Make use of out of the box features

REI reduced custom development by maximizing Sharepoint’s out-of-the-box features. We use Microsoft Office and Power Business Intelligence (BI) to interact with the application data stored in SharePoint. For example, we avoid custom user interface (UI) development, and leverage both Excel services and Power BI to provide visualizations and user analytics capabilities while using SQLServer/SharePoint server for storing data. Exhibit 3 shows a sample UI that takes advantage of these out-of-the-box features.

Train your employees early and continuously.

As part of the migration, employee training needs to be planned. End-user training involves navigating and operating SharePoint 2013 / office 365 while training for development teams involves the new app development model. Early training maximizes efficiencies and cuts costs.

Single-sign on without prompting the user for credentials

If an organization had a previous version of SharePoint, the organization would likely have had windows integrated authentication. This authentication model, when Internet Explorer is used for browsing, does not prompt the user for credentials and automatically logs the user into SharePoint. However, when single-sign-on is implemented with ADFS, this may not be the case which may frustrate users. To make ADFS authentication work like windows authentication from the user’s point of view, appropriate browser settings have to be made through group policies.

Set up enterprise search to crawl local, as well as cloud-based content.

Enterprise search is one of the critical features in SharePoint. Without enterprise search, bigger SharePoint content is difficult to access.

In a hybrid environment, setting up enterprise search is tricky. To make this process run smoothly, install appropriate service packs and appropriately define the information architecture to reduce excessive data transfer between cloud and on-premise environments.

Choose the right backup policy

The backup policy provided by Microsoft for office 365, may not align well with your existing corporate backup policy. Appropriate backup tools need to be purchased and executed based on corporate policies.

Third-party governance tools are recommended

SharePoint governance is not only about documenting do’s, don’ts, and best practices, but also being able to execute them. The right governance tools should analyze through a DAR process and acquired. Without third-party tools or custom-developed PowerShell scripts, it may be difficult to continuously enforce governance as an ongoing process.

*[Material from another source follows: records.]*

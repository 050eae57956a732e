use crate::error::{Error, Result};
use serde::{Deserialize, Serialize};
use std::path::PathBuf;

pub const DEFAULT_MAPS_BASE_URL: &str = "https://maps.googleapis.com";

#[derive(Debug, Clone, Serialize, Deserialize)]
pub struct Settings {
    pub server: ServerConfig,
    pub dataset: DatasetConfig,
    pub maps: MapsConfig,
}

#[derive(Debug, Clone, Serialize, Deserialize)]
pub struct ServerConfig {
    pub host: String,
    pub port: u16,
}

#[derive(Debug, Clone, Serialize, Deserialize)]
pub struct DatasetConfig {
    pub path: PathBuf,
    pub skip_malformed: bool,
}

#[derive(Debug, Clone, Serialize, Deserialize)]
pub struct MapsConfig {
    /// Google Maps API key; never serialized
    #[serde(skip_serializing)]
    pub api_key: Option<String>,
    pub base_url: String,
    pub timeout_seconds: u64,
    /// Number of distance lookup batches allowed in flight at once
    pub concurrency: usize,
}

impl Settings {
    /// Load settings from environment variables
    pub fn from_env() -> Result<Self> {
        let host = std::env::var("HOST").unwrap_or_else(|_| "localhost".to_string());
        let port = std::env::var("PORT")
            .unwrap_or_else(|_| "8080".to_string())
            .parse()
            .map_err(|_| Error::Config("Invalid PORT value".to_string()))?;

        let path = std::env::var("DATA_PATH")
            .unwrap_or_else(|_| "Mobile_Food_Facility_Permit.csv".to_string())
            .into();

        let skip_malformed = std::env::var("DATASET_SKIP_MALFORMED")
            .unwrap_or_else(|_| "false".to_string())
            .parse()
            .map_err(|_| Error::Config("Invalid DATASET_SKIP_MALFORMED value".to_string()))?;

        let api_key = std::env::var("GOOGLE_MAPS_API_KEY")
            .ok()
            .filter(|key| !key.trim().is_empty());

        let base_url = std::env::var("MAPS_API_BASE_URL")
            .unwrap_or_else(|_| DEFAULT_MAPS_BASE_URL.to_string());

        let timeout_seconds = std::env::var("MAPS_TIMEOUT_SECONDS")
            .unwrap_or_else(|_| "10".to_string())
            .parse()
            .map_err(|_| Error::Config("Invalid MAPS_TIMEOUT_SECONDS value".to_string()))?;

        let concurrency = std::env::var("MAPS_CONCURRENCY")
            .unwrap_or_else(|_| "1".to_string())
            .parse()
            .map_err(|_| Error::Config("Invalid MAPS_CONCURRENCY value".to_string()))?;

        Ok(Settings {
            server: ServerConfig { host, port },
            dataset: DatasetConfig {
                path,
                skip_malformed,
            },
            maps: MapsConfig {
                api_key,
                base_url,
                timeout_seconds,
                concurrency,
            },
        })
    }

    /// Validate configuration
    pub fn validate(&self) -> Result<()> {
        if self.server.port == 0 {
            return Err(Error::Config("Port must be non-zero".to_string()));
        }

        if self.maps.timeout_seconds == 0 {
            return Err(Error::Config("Maps timeout must be non-zero".to_string()));
        }

        if self.maps.concurrency == 0 {
            return Err(Error::Config(
                "Maps concurrency must be at least 1".to_string(),
            ));
        }

        url::Url::parse(&self.maps.base_url)?;

        Ok(())
    }
}

impl MapsConfig {
    /// The API key, or a configuration error when it is not set
    pub fn require_api_key(&self) -> Result<&str> {
        self.api_key
            .as_deref()
            .ok_or_else(|| Error::Config("GOOGLE_MAPS_API_KEY env var needs to be set".to_string()))
    }
}
// Keyword, proximity and recency pipeline over the loaded dataset

/// Log at info when the request asked for diagnostics, debug otherwise
macro_rules! verbose {
    ($enabled:expr, $($arg:tt)+) => {
        if $enabled {
            tracing::info!($($arg)+)
        } else {
            tracing::debug!($($arg)+)
        }
    };
}

pub mod proximity;

pub use proximity::{filter_by_walking_distance, ProximityOptions, WALKING_DISTANCE_METERS};

use crate::dataset::{Coordinate, Dataset, VendorRecord};
use crate::maps::DistanceMatrix;
use crate::{Error, Result};

/// One search request
#[derive(Debug, Clone, Default, PartialEq)]
pub struct SearchQuery {
    pub keyword: Option<String>,
    pub origin: Option<Coordinate>,
    pub newest_first: bool,
    /// Diagnostic logging only; never changes results
    pub verbose: bool,
}

impl SearchQuery {
    /// Keyword to filter on, ignoring empty strings
    pub fn keyword(&self) -> Option<&str> {
        self.keyword.as_deref().filter(|k| !k.is_empty())
    }
}

/// Turn optional request coordinates into a search origin.
///
/// Both or neither must be given. A zero latitude or longitude disables
/// proximity filtering, since the permit data never places a vendor there.
pub fn resolve_origin(lat: Option<f64>, lon: Option<f64>) -> Result<Option<Coordinate>> {
    let (latitude, longitude) = match (lat, lon) {
        (None, None) => return Ok(None),
        (Some(lat), Some(lon)) => (lat, lon),
        _ => {
            return Err(Error::Validation(
                "lat and lon must be supplied together".to_string(),
            ))
        }
    };

    if !(-90.0..=90.0).contains(&latitude) {
        return Err(Error::Validation(format!("lat out of range: {latitude}")));
    }
    if !(-180.0..=180.0).contains(&longitude) {
        return Err(Error::Validation(format!("lon out of range: {longitude}")));
    }

    if latitude == 0.0 || longitude == 0.0 {
        return Ok(None);
    }

    Ok(Some(Coordinate::new(latitude, longitude)))
}

/// Run a query against the dataset.
///
/// Steps run in a fixed order: keyword filter, proximity filter, then a
/// stable newest-first sort. Results borrow from the dataset.
pub async fn search<'a>(
    dataset: &'a Dataset,
    lookup: &dyn DistanceMatrix,
    query: &SearchQuery,
    concurrency: usize,
) -> Result<Vec<&'a VendorRecord>> {
    let mut results: Vec<&VendorRecord> = match query.keyword() {
        Some(keyword) => {
            verbose!(query.verbose, "Searching for vendors serving {:?}", keyword);
            let needle = keyword.to_lowercase();
            dataset
                .records()
                .iter()
                .filter(|record| record.offers(&needle))
                .collect()
        }
        None => dataset.records().iter().collect(),
    };

    if let Some(origin) = query.origin {
        verbose!(
            query.verbose,
            "Limiting {} vendors to walking distance of {}",
            results.len(),
            origin
        );
        let options = ProximityOptions {
            concurrency,
            verbose: query.verbose,
        };
        results = filter_by_walking_distance(lookup, results, origin, options).await?;
    }

    if query.newest_first {
        verbose!(query.verbose, "Prioritizing newest vendors");
        results.sort_by(|a, b| b.received.cmp(&a.received));
    }

    Ok(results)
}

#[cfg(test)]
mod tests {
    use super::*;
    use crate::dataset::APPROVED_STATUS;
    use crate::maps::{DistanceMatrixRequest, DistanceMatrixResponse};
    use async_trait::async_trait;

    struct NoLookup;

    #[async_trait]
    impl DistanceMatrix for NoLookup {
        async fn distance_matrix(
            &self,
            _request: &DistanceMatrixRequest,
        ) -> Result<DistanceMatrixResponse> {
            Err(Error::Internal("lookup should not be called".to_string()))
        }
    }

    fn vendor(name: &str, food_items: &str, received: u64) -> VendorRecord {
        VendorRecord {
            name: name.to_string(),
            facility_type: "Truck".to_string(),
            address: String::new(),
            status: APPROVED_STATUS.to_string(),
            food_items: food_items.to_string(),
            location: Some(Coordinate::new(37.78, -122.40)),
            received,
        }
    }

    fn dataset() -> Dataset {
        Dataset::from(vec![
            vendor("a", "Tacos: Burritos", 20200101),
            vendor("b", "Soft PRETZELS", 20220101),
            vendor("c", "Coffee", 20210101),
            vendor("d", "pretzel bites", 20220101),
            vendor("e", "Hot dogs", 20190101),
        ])
    }

    fn names(records: &[&VendorRecord]) -> Vec<String> {
        records.iter().map(|r| r.name.clone()).collect()
    }

    #[tokio::test]
    async fn test_empty_query_returns_everything_in_order() {
        let dataset = dataset();
        let results = search(&dataset, &NoLookup, &SearchQuery::default(), 1)
            .await
            .unwrap();
        assert_eq!(names(&results), vec!["a", "b", "c", "d", "e"]);

        let query = SearchQuery {
            keyword: Some(String::new()),
            ..Default::default()
        };
        let results = search(&dataset, &NoLookup, &query, 1).await.unwrap();
        assert_eq!(results.len(), 5);
    }

    #[tokio::test]
    async fn test_keyword_is_case_insensitive() {
        let dataset = dataset();
        let query = SearchQuery {
            keyword: Some("Pretzel".to_string()),
            ..Default::default()
        };

        let results = search(&dataset, &NoLookup, &query, 1).await.unwrap();
        assert_eq!(names(&results), vec!["b", "d"]);
    }

    #[tokio::test]
    async fn test_every_record_found_by_its_own_offerings() {
        let dataset = dataset();
        for record in dataset.records() {
            let query = SearchQuery {
                keyword: Some(record.food_items[1..4].to_uppercase()),
                ..Default::default()
            };
            let results = search(&dataset, &NoLookup, &query, 1).await.unwrap();
            assert!(results.contains(&record));
        }
    }

    #[tokio::test]
    async fn test_unmatched_keyword_is_empty_not_error() {
        let dataset = dataset();
        let query = SearchQuery {
            keyword: Some("XXX".to_string()),
            ..Default::default()
        };

        let results = search(&dataset, &NoLookup, &query, 1).await.unwrap();
        assert!(results.is_empty());
    }

    #[tokio::test]
    async fn test_newest_first_is_stable() {
        let dataset = dataset();
        let query = SearchQuery {
            newest_first: true,
            ..Default::default()
        };

        let results = search(&dataset, &NoLookup, &query, 1).await.unwrap();
        assert_eq!(names(&results), vec!["b", "d", "c", "a", "e"]);
        assert!(results.windows(2).all(|w| w[0].received >= w[1].received));
    }

    #[test]
    fn test_resolve_origin() {
        assert_eq!(resolve_origin(None, None).unwrap(), None);
        assert_eq!(
            resolve_origin(Some(37.79), Some(-122.39)).unwrap(),
            Some(Coordinate::new(37.79, -122.39))
        );
        assert_eq!(resolve_origin(Some(0.0), Some(-122.39)).unwrap(), None);

        assert!(matches!(
            resolve_origin(Some(37.79), None),
            Err(Error::Validation(_))
        ));
        assert!(matches!(
            resolve_origin(None, Some(-122.39)),
            Err(Error::Validation(_))
        ));
        assert!(resolve_origin(Some(91.0), Some(-122.39)).is_err());
        assert!(resolve_origin(Some(f64::NAN), Some(-122.39)).is_err());
    }
}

Use Yammer for corporate social networking

Yammer is a corporate social networking tool. SharePoint supports yammer integration by embedding groups and discussion through app/web parts. This kind of integration allows better collaboration across applications instead of maintaining various applications that do not integrate with each other.

Conclusions

REI has not only migrated SharePoint to streamline our own business operations but has also assisted federal agencies in navigating this complex process and maintaining it as their needs evolve. For the National Relations Labor Board (NLRB), REI helped simplify work for the users by helping them manage work schedules, enable a leave bank capability, create a position description library, and roll out SharePoint to the entire agency. As a result of this rollout, NLRB has been able to simplify the submission and review of forms, improve document collaboration and information sharing, reduce hosting and maintenance costs, lower their OpEx by hosting apps in Azure, and get better reporting and dashboard capabilities to give supervisors and executives the transparency they need to make data-driven decisions.

Our experience delivering Office 365/SharePoint solutions for federal agencies along with our firsthand experience being the consumers of our own SharePoint solution ensures that REI considers both developer and user perspectives. Our lessons learned become our customer’s benefit and our experience becomes our customer’s value.